- _Task instructions_
Extract precisely the lines of the entries below, from the first line through the line containing "use crate::config::ModelConstants;".

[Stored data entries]
*** Block opens ***

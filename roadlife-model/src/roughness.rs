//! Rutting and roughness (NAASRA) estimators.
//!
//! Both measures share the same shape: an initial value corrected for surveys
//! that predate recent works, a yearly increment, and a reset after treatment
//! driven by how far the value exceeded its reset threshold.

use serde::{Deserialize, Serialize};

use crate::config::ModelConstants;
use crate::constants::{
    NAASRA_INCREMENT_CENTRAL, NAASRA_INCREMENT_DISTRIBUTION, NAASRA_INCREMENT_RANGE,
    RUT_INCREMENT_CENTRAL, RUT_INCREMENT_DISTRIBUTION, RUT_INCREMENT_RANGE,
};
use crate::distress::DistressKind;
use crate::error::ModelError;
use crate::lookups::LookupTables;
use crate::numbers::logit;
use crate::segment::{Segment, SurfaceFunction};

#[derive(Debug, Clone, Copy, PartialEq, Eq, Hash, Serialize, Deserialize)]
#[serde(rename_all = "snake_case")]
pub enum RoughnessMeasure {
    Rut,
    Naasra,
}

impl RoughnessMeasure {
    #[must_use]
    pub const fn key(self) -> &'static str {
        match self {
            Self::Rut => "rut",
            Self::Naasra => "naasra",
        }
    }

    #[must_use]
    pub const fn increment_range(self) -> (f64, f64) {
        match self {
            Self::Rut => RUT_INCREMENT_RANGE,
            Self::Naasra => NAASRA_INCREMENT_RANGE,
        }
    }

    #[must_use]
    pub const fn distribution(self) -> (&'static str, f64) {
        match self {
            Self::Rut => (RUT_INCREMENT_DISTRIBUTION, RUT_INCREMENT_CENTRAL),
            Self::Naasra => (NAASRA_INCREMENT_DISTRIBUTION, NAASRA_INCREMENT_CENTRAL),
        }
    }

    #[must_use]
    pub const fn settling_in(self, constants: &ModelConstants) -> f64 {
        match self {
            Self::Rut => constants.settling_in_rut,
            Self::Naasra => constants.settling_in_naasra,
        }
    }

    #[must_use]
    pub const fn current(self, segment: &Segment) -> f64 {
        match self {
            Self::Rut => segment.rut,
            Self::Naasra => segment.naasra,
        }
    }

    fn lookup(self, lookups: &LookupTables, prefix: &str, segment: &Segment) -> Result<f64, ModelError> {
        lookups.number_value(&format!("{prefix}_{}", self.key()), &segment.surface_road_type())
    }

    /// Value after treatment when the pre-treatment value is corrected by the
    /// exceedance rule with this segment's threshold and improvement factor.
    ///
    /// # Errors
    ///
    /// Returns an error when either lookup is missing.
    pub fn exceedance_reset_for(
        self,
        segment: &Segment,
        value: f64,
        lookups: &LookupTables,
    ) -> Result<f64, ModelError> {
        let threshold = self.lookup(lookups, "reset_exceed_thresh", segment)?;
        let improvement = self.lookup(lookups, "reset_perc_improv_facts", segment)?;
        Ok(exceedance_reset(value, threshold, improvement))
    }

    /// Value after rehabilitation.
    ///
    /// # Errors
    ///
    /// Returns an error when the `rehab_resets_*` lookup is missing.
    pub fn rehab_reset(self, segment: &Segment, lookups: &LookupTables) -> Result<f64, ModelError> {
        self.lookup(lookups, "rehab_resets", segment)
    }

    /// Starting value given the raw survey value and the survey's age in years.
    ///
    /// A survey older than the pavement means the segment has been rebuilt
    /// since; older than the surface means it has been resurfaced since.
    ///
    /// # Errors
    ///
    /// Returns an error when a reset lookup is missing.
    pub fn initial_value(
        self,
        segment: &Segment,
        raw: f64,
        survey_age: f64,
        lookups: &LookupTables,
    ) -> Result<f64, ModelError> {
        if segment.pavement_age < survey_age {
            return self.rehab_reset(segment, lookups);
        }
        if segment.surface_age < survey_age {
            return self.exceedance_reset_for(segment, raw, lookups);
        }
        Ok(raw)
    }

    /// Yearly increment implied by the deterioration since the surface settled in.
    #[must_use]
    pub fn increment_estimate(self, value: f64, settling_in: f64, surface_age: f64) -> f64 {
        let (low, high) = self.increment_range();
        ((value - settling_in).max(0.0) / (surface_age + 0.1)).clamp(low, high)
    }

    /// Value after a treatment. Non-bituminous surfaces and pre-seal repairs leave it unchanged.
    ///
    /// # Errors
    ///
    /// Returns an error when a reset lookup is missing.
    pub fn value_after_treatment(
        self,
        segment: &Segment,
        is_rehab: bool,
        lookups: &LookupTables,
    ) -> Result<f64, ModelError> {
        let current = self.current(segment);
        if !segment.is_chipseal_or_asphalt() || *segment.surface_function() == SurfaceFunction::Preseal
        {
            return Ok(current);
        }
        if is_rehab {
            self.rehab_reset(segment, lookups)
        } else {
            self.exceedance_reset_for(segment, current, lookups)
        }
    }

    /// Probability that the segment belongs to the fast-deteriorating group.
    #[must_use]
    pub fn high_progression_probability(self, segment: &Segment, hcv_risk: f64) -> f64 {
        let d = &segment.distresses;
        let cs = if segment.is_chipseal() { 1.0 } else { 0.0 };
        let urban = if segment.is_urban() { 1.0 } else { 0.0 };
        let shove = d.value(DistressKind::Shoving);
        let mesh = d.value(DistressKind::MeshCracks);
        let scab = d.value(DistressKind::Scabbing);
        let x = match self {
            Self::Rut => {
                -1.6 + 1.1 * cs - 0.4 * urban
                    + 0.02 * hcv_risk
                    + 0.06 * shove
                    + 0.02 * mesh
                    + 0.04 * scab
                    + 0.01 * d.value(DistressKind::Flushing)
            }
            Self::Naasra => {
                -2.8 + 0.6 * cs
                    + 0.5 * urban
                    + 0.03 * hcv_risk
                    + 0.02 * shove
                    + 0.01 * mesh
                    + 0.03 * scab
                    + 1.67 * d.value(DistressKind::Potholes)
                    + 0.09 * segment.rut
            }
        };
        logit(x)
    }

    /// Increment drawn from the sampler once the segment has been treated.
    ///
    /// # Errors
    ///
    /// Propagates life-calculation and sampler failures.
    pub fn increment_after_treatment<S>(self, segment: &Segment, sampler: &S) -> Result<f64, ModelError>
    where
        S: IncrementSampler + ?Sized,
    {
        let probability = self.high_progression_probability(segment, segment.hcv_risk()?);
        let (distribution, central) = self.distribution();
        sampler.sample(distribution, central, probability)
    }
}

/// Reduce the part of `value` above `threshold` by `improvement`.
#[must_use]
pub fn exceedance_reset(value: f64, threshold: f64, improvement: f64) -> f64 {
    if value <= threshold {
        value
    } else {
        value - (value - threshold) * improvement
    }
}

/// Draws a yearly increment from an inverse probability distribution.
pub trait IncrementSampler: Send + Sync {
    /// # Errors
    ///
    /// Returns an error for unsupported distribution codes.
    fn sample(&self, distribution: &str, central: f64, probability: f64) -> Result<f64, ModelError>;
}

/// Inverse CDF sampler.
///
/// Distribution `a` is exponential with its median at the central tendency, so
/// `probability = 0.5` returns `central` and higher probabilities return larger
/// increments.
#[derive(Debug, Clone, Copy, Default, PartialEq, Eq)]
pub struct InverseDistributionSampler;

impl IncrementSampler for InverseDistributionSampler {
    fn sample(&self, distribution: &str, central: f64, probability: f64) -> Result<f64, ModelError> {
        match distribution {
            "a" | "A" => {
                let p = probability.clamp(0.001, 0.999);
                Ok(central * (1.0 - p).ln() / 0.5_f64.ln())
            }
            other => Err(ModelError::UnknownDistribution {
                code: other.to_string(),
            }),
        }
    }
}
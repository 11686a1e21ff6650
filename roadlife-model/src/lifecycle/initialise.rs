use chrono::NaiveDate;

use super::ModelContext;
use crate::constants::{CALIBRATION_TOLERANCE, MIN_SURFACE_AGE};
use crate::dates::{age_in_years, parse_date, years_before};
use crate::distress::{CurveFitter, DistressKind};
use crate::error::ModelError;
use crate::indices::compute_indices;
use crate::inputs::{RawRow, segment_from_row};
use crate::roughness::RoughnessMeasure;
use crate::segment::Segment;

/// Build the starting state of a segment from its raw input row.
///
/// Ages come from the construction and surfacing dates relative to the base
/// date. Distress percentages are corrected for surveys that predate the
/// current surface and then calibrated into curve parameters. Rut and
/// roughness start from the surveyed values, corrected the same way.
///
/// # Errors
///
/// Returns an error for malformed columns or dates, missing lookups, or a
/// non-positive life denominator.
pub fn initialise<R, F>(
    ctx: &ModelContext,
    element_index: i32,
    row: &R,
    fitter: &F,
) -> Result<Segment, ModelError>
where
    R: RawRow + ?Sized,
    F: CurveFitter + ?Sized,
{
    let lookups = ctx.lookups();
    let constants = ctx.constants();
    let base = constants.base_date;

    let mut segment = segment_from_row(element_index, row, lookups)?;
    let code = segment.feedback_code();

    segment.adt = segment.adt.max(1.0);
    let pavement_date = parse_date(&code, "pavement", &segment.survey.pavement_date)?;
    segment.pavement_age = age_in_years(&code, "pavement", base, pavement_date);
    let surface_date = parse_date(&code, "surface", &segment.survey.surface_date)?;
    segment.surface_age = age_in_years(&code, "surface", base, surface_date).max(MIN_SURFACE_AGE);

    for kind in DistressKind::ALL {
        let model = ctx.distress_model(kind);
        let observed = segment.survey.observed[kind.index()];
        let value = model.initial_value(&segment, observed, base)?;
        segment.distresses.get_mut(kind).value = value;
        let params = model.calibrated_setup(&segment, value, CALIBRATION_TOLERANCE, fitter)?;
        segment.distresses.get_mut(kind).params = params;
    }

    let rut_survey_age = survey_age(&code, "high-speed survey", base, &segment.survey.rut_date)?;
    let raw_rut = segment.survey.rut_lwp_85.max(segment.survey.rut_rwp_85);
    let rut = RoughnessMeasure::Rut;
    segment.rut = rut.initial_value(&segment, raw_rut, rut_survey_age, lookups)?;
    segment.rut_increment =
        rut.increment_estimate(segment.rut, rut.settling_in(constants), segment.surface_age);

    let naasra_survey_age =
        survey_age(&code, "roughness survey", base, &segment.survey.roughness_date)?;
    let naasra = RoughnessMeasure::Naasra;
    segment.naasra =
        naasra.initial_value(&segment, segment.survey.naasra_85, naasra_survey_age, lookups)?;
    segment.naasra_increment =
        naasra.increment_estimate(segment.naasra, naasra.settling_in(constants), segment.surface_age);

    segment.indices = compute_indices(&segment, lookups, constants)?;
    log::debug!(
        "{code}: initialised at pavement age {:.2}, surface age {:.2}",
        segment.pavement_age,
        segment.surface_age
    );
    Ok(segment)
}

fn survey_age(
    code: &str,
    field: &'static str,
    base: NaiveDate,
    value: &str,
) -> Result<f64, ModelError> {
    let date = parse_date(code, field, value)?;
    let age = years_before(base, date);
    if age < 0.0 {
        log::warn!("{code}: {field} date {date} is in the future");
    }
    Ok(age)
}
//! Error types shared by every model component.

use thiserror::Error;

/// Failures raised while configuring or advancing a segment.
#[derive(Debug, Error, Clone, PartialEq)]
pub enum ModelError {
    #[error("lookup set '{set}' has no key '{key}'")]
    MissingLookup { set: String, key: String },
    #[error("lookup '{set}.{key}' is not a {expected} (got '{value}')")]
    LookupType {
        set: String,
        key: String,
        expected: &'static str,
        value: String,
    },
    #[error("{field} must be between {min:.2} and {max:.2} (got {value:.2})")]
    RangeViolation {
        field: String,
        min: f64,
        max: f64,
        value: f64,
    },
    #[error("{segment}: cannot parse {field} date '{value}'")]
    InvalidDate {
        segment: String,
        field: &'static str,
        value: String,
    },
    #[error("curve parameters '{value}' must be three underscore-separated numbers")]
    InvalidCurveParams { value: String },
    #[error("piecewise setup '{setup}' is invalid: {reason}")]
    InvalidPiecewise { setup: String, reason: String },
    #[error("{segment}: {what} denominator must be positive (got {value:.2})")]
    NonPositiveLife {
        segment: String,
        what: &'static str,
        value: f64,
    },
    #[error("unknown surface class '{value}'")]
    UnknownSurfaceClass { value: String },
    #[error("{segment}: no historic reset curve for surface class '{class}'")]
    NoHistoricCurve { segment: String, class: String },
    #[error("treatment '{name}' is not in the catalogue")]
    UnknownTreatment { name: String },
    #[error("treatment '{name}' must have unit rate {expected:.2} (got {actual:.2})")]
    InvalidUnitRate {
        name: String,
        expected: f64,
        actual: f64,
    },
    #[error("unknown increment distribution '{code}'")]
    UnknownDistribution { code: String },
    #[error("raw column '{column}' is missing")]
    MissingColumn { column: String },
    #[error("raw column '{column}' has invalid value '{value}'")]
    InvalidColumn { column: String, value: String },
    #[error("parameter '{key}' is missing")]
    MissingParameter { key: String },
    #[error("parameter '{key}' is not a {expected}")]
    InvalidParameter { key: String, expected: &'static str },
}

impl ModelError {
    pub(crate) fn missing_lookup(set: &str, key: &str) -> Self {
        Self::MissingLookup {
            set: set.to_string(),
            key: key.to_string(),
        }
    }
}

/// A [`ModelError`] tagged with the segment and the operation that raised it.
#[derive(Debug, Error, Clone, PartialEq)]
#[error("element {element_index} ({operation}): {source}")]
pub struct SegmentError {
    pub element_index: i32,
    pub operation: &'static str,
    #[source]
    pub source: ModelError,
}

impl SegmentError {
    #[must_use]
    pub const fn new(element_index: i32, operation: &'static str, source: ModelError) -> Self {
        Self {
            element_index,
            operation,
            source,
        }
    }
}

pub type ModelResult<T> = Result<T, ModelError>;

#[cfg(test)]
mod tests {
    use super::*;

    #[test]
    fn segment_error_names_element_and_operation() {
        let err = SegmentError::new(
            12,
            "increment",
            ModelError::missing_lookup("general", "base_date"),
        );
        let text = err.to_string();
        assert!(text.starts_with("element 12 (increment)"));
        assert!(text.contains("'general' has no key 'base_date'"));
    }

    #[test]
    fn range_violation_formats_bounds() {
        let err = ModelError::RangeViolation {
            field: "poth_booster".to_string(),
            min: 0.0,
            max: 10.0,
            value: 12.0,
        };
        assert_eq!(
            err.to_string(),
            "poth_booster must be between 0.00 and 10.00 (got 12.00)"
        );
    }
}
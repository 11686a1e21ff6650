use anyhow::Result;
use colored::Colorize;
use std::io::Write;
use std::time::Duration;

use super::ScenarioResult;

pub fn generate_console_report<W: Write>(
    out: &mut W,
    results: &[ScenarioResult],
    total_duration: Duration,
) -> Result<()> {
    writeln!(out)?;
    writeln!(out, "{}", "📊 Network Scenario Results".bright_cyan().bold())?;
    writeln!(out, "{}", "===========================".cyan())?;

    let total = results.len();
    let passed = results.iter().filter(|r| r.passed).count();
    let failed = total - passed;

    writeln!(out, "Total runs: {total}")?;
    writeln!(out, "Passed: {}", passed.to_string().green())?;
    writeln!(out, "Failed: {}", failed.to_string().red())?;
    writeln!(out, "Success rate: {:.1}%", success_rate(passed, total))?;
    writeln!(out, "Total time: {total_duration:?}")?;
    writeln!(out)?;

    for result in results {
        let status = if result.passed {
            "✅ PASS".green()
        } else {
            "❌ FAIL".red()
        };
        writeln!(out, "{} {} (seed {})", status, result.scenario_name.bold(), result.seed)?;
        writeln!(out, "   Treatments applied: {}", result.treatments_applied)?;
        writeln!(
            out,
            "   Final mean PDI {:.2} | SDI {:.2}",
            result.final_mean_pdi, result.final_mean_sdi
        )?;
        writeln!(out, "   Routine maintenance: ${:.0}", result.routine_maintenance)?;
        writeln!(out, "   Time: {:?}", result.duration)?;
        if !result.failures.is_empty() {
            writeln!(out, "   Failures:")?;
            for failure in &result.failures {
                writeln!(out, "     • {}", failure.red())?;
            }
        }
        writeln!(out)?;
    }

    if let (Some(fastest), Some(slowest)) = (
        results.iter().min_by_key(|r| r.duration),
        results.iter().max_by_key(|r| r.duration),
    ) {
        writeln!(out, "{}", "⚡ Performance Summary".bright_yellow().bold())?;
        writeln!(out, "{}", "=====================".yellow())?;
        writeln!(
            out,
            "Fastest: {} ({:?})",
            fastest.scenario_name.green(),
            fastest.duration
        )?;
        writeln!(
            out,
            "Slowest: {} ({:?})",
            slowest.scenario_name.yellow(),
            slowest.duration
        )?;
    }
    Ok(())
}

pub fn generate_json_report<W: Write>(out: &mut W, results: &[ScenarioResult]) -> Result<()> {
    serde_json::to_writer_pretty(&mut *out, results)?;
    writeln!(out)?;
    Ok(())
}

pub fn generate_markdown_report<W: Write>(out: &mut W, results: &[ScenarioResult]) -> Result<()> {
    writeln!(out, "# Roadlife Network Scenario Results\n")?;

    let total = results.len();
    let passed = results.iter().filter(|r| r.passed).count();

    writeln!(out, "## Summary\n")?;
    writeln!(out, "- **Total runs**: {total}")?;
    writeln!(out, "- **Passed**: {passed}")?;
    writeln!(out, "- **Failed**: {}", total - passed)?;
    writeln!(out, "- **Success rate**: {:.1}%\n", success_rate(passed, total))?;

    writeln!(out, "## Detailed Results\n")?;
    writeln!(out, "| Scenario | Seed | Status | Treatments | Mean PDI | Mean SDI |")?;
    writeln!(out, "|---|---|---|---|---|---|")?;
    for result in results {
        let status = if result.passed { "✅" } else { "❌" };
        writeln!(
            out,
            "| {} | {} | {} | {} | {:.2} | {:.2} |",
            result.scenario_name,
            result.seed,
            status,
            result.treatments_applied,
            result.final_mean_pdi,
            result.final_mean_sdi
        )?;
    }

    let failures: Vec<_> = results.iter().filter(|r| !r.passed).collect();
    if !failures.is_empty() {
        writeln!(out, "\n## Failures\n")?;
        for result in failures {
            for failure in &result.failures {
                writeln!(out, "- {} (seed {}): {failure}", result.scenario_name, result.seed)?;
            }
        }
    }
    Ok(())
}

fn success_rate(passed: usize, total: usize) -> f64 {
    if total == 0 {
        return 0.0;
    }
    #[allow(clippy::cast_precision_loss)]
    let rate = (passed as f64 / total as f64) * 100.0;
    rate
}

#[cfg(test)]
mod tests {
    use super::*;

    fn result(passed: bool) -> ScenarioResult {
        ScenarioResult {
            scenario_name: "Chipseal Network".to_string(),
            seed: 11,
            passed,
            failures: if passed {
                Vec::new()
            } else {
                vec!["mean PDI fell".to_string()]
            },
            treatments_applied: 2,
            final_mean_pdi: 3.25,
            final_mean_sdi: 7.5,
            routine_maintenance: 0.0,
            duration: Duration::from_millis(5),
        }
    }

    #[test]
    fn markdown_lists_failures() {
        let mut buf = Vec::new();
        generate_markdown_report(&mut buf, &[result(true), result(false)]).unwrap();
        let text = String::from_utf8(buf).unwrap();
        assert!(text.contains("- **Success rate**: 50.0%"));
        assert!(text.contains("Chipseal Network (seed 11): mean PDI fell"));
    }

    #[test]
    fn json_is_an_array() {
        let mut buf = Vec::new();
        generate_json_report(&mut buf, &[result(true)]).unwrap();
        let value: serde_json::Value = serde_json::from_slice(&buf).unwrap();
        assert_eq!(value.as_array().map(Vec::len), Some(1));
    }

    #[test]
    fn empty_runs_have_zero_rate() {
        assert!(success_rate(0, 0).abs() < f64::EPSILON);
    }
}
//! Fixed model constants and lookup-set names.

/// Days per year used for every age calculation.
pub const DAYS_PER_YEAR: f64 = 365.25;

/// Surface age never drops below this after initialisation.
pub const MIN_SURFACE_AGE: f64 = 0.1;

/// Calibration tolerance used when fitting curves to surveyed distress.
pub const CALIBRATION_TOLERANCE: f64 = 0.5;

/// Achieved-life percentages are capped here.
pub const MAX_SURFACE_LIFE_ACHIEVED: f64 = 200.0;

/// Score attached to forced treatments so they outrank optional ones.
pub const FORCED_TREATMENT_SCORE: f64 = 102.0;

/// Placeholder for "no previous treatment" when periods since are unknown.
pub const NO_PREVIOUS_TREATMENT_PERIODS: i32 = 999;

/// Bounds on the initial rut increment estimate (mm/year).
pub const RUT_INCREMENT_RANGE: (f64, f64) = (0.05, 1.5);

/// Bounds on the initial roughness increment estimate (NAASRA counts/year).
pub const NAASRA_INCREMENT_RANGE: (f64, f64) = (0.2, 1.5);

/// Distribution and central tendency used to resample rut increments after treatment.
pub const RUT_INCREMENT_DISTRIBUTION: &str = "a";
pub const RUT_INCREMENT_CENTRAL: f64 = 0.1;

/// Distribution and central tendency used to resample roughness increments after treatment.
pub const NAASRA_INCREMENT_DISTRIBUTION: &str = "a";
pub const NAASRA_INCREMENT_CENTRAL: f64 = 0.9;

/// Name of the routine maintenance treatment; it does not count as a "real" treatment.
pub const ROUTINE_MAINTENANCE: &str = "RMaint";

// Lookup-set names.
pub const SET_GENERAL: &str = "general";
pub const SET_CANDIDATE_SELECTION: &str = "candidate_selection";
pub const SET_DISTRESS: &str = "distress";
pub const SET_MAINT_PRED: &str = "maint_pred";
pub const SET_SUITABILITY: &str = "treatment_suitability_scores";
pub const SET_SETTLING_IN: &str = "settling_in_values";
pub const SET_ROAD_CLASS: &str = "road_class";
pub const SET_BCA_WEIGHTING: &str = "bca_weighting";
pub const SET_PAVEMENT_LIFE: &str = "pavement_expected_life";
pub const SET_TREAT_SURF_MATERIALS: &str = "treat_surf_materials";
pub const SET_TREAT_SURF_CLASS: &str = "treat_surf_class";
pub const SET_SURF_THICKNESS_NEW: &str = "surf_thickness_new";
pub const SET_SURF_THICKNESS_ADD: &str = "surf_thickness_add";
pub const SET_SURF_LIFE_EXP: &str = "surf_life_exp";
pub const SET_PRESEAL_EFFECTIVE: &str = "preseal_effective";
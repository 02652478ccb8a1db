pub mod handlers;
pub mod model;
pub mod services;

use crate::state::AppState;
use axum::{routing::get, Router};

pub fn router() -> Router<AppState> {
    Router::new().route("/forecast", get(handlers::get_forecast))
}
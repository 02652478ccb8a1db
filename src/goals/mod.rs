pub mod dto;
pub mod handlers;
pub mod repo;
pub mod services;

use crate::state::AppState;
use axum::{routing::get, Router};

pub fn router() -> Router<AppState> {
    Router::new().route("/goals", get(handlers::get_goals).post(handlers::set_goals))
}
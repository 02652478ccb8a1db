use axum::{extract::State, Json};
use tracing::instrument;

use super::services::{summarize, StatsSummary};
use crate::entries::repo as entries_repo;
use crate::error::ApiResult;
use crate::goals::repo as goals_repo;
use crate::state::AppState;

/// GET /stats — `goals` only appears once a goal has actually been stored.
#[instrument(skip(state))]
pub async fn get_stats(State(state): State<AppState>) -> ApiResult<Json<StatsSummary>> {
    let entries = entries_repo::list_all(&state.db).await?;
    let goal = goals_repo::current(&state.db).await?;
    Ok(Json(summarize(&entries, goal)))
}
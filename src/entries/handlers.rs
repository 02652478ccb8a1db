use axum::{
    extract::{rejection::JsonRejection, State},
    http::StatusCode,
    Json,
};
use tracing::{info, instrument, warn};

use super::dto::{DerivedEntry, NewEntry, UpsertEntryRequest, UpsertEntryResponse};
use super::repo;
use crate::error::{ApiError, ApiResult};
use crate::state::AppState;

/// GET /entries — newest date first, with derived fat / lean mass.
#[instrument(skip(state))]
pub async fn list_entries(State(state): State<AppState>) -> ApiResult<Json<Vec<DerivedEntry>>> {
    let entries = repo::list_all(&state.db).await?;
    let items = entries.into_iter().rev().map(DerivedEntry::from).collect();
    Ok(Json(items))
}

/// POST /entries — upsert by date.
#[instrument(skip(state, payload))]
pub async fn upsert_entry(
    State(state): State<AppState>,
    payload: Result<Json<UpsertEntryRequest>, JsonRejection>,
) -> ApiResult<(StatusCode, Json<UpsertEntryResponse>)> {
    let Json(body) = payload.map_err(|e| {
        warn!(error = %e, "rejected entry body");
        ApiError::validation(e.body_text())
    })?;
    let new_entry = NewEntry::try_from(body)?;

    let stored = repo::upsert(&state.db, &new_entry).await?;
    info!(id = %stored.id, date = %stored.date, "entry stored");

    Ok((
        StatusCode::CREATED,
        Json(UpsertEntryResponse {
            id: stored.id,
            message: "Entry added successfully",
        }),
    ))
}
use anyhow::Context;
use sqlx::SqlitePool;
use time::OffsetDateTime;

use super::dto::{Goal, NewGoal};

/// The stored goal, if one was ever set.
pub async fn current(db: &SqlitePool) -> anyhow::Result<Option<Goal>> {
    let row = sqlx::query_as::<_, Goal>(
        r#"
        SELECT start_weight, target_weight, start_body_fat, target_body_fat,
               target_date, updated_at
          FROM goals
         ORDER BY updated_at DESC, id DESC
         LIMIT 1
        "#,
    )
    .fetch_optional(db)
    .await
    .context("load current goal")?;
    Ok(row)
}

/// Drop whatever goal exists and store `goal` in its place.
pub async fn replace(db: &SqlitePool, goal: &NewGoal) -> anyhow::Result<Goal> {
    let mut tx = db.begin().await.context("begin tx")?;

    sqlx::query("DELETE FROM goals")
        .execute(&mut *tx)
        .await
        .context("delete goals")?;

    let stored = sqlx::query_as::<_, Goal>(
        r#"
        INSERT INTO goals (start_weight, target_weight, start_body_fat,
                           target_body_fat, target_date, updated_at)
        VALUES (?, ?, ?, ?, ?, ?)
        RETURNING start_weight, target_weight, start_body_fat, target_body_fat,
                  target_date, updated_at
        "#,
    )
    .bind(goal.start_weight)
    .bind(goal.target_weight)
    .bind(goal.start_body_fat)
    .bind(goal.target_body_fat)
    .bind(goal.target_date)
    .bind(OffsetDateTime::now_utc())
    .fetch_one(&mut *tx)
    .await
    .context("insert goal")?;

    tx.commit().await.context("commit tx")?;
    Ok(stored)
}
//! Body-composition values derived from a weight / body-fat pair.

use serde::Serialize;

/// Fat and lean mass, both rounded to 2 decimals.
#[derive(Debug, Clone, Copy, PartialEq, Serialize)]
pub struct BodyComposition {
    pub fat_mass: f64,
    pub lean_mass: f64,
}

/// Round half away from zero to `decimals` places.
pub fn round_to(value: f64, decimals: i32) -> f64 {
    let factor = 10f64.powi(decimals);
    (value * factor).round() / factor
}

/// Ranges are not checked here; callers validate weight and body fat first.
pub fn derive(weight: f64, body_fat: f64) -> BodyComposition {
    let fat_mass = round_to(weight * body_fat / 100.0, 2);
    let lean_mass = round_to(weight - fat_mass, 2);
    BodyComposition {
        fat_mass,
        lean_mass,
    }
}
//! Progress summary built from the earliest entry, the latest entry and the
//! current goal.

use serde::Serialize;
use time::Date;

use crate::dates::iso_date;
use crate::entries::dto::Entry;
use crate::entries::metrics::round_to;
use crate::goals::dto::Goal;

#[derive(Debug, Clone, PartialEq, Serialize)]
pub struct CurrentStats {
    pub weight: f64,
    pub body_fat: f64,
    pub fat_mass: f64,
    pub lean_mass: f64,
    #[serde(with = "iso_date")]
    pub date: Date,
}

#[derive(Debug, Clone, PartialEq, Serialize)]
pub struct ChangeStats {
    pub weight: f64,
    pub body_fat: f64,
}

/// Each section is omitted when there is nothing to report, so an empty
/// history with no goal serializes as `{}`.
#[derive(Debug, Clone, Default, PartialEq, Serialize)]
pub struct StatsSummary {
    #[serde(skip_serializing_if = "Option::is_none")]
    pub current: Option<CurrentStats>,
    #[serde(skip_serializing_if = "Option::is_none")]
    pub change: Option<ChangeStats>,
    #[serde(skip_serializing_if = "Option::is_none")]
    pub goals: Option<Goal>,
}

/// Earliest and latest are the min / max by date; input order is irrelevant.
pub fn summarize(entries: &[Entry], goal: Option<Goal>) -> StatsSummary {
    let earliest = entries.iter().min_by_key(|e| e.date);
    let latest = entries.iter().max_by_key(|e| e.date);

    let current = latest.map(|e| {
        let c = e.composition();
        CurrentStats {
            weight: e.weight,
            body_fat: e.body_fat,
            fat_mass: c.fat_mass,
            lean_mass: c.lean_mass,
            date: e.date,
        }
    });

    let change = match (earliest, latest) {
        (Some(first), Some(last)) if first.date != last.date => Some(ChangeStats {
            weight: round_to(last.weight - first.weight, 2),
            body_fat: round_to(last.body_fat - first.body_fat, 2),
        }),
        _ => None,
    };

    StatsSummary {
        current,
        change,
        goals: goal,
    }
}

*** Block closes ***

- _Response_
filename roadlife-model/src/roughness.rs
//! Rutting and roughness (NAASRA) estimators.
//!
//! Both measures share the same shape: an initial value corrected for surveys
//! that predate recent works, a yearly increment, and a reset after treatment
//! driven by how far the value exceeded its reset threshold.

use serde::{Deserialize, Serialize};

use crate::config::ModelConstants;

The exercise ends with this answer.